To preserve the writings (and the people) the writing’s content was codified. The codes, colourful and out of this world, were popularly used by Christians but not understood by their Roman persecutors. Today we can estimate much but do not fully know their code. Revelation is the only one of these many writings accepted into the New Testament.

Written to inspire, comfort, and encourage faith in people who were mercilessly persecuted, Revelation has touched the hearts of desperate people through the generations and even today!

Seeing What Others May Overlook, a Mystic’s View.

Today Jesus still appears in visions to people, though perhaps as rare as in Julian of Norwich’s time. I personally know only one sacramental mystic to whom Jesus appears in the ordinary things of creation: in Light, in Truth and in Grace, in visions both troubling and comforting.

This mystic’s experience is quite like the disciples’, who, having encountered the awesome, fearful truth of Jesus’ death and resurrection, return to something familiar. They go fishing. Then Jesus appears, hardly recognizable, and asks them to fish on the other side of the boat. The results overwhelm the fishers and their nets, and open their eyes to who has spoken to them. Ashore he feeds them from their spectacular catch and with the bread of life. They leave the nets and resume Jesus’ ministry healing people with God’s love.

In the stories of the Fishers and of Paul, in stories codified to preserve them and in Julian’s visions and counsel, and in the words of mystics of all times, the constant in all of them is the brightly shining love of God.

This Love was exercised at great expense by Jesus for us, and by many who have gone before us and who handed on the faith to us.

Jesus’ love story is not a benign story, it is not a safe story, it is not an easy story to get right. It is always a story of how we are to love one another as Jesus loves us.

At age 60 James Mitchner, a man of grand words and acquaintance of powerful people everywhere, including many US presidents, told a story about the most influential person he ever met.

At 7 years old Jim was orphaned and sent to live with relatives. The couple was so poor both husband and wife worked seven days a week. That first weekend, with apologies, his foster parents set off to work leaving Jim alone. He was bored, bored stiff. He walked around the house. Nothing happened. So when he heard a truck coming down the alley just before noon, he went out on the back step. The truck stopped at each house until it stopped at his house. The driver got out with the truck running, emptied the garbage cans, got back into the truck, and drove on. That was the day’s greatest action.

The next Saturday, again Jim was just as alone, just as bored. Nothing was happening in the empty house. So just before noon he sat down on the back step to wait for the garbage truck. He waited and waited. Finally after an hour of waiting Jim heard the truck. It followed the same routine, stopping at each house until it stopped at his house. The driver got out with the truck running, emptied the garbage cans, got back into the truck and drove on. Lonely Jim was left to go back inside … to boredom.

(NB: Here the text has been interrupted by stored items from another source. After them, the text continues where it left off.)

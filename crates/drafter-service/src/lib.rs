//! Draft lifecycle and conversational-update engine.
//!
//! ## Module Organization
//!
//! - `contact`: Contact directory seam and free-text recipient resolution
//! - `conversation`: Conversation turn types shared by the oracle and router
//! - `delivery`: Delivery provider seam and draft-to-parameter conversion
//! - `draft`: Draft service, field updates, completeness rules, content fallback
//! - `oracle`: Oracle seam, prompt contracts, and response normalization
//! - `router`: Per-turn routing between draft handling and pass-through

pub mod contact;
pub mod conversation;
pub mod delivery;
pub mod draft;
pub mod error;
pub mod oracle;
pub mod router;
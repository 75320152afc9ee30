use thiserror::Error;

use drafter_core::types::DraftStatus;

/// Service layer errors - combines all error types
#[derive(Error, Debug)]
pub enum ServiceError {
    #[error(transparent)]
    DatabaseError(#[from] drafter_db::error::DbError),

    #[error("Invalid argument: {0}")]
    InvalidArgument(String),

    #[error("Not found: {0}")]
    NotFound(String),

    #[error("Draft {draft_id} is {status} and cannot be changed this way")]
    InvalidState {
        draft_id: uuid::Uuid,
        status: DraftStatus,
    },

    #[error("Draft is incomplete; missing {}", .missing_fields.join(", "))]
    Incomplete { missing_fields: Vec<&'static str> },
}

impl ServiceError {
    pub(crate) fn draft_not_found(draft_id: uuid::Uuid) -> Self {
        Self::NotFound(format!("draft {draft_id}"))
    }
}

pub type ServiceResult<T> = std::result::Result<T, ServiceError>;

The third Saturday, same story. Except the truck didn’t come. With nothing else to do Jim sat and sat, and waited. Finally about 3 o’clock he heard the truck. The truck kept the same routine, stopping last at his house at the end of the alley. The driver got out with the truck running, grabbed and emptied the garbage cans, and got back in the truck. But then the driver turned off the truck, walked through the gate and said,

“Hi, what’s your name.”

He answered, “I am Jim and I am lonely.”

“I have seen you for the last few weeks. I’ve thought of you each day and I am sorry I have not stopped.”

The garbage man sat and listened to Jim, not only that day, but each Saturday. James’ foster parents set out chairs for the garbage man and for Jim.

James Mitchner, a man of many words, acquaintance of most US presidents of his adult life, and of powerful people everywhere was most influenced by the garbage man who took the time to turn off his truck each Saturday from the time Jim was seven until he was seventeen.
(story told at Asset Build Workshop – Powell River)

God’s love story was lived out by a garbage man on Saturdays with a lonely child. What followed for James Mitchner was a life of military and civilian travel, adventure, and writing books that inspired a generation and more.

Christ’s Light will find us, shock us, blind us, turn us around, and make us into new people. Jesus’ love will send us into lives of real work filled with real excitement and challenges, even abundantly filled with real adventure, … if not in travels, then in learning, sharing, and bringing abundant life to others. The Light of Christ will repeatedly interrupt our work and dreams, guiding us onward, correcting and even reversing our courses, but always moving us towards loving one another with God’s love in all things.

The only question is what we are going to do with the brilliance of Christ’s Light, the Freedom of God’s Forgiveness, the comfort of the Spirit, the abundance Jesus helps us catch, and the abiding assurance that all will be well, all will be well, all manner of things will be well?

What are we going to do in response to the Love that resurrected Jesus from the dead, and saves us each day?

Amen

The Son’s Light Never Sets, God’s Love Never Ends.

As We Gather…for this Sunday

Born in 1342 Julian of Norwich was a mystic, counsellor, and lay theologian. We commemorate her on May8th. We know little directly about her life, but what we know leaves us to think she was married, lost her husband and children to perhaps the plague. We do know she became sick herself at age 30, thought she would die, received her last rites, and had 16 visions of Jesus.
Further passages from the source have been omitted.